_MATERIAL FOR THE TASK_.

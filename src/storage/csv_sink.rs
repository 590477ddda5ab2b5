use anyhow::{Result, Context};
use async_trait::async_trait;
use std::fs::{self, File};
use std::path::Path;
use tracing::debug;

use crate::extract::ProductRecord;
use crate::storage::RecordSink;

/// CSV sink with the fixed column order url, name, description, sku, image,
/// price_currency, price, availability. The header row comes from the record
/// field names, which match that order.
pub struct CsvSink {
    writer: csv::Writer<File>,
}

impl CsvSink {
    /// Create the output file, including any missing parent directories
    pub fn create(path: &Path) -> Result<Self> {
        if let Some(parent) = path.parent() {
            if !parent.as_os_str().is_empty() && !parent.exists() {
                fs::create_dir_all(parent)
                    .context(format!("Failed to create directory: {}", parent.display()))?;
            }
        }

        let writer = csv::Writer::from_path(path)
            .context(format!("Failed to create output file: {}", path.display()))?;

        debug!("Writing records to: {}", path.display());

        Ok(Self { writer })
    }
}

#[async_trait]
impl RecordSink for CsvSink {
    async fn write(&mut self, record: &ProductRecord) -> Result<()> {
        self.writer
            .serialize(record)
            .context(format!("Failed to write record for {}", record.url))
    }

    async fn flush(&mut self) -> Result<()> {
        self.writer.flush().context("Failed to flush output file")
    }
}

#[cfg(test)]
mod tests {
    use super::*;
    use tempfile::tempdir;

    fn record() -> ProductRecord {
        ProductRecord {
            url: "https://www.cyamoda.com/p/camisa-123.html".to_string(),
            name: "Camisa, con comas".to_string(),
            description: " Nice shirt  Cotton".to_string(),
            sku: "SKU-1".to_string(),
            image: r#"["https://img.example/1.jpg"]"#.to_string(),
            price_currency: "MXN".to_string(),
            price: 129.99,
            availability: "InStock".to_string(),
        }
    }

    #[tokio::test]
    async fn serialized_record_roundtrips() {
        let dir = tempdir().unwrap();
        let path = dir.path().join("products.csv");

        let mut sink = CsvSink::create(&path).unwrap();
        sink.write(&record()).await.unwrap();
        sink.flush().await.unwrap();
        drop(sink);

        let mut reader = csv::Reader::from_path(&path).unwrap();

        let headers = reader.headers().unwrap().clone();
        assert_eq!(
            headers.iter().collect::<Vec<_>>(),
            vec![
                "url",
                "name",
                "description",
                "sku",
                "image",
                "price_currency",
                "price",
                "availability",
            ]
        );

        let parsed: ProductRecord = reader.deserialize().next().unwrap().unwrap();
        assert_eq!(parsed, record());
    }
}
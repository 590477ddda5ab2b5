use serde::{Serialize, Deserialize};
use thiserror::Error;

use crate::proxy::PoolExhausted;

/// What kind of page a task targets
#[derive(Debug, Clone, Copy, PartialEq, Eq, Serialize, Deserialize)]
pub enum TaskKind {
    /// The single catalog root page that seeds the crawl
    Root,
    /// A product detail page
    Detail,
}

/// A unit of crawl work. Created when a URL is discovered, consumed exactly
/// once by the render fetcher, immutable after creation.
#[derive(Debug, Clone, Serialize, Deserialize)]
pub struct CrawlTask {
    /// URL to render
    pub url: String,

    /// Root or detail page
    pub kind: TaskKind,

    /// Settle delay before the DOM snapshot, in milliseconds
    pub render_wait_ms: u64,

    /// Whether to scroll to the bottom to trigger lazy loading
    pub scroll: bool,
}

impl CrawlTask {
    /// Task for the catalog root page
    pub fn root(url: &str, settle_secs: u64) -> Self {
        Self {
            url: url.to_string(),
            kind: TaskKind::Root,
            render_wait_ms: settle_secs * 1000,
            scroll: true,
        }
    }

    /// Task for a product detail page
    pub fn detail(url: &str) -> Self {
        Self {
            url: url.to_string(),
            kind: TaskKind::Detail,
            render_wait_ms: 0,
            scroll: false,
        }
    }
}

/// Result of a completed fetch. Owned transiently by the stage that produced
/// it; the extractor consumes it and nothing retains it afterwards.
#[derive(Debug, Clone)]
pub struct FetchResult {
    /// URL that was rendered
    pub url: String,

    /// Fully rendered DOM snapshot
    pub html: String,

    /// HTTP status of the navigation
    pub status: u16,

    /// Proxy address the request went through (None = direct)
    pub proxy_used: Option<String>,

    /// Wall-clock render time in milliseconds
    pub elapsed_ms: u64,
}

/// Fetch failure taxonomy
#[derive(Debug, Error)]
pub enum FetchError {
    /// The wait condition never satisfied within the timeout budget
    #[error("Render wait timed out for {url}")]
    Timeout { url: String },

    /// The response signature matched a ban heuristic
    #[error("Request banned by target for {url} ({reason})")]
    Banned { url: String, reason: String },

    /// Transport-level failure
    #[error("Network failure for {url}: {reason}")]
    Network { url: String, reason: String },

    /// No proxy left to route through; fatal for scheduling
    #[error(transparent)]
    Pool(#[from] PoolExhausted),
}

_TASK DIRECTIONS_. Within the records above, each line containing "CsvSink" is to be returned.

_EXPECTED ANSWER_.
pub struct CsvSink {
impl CsvSink {
impl RecordSink for CsvSink {
        let mut sink = CsvSink::create(&path).unwrap();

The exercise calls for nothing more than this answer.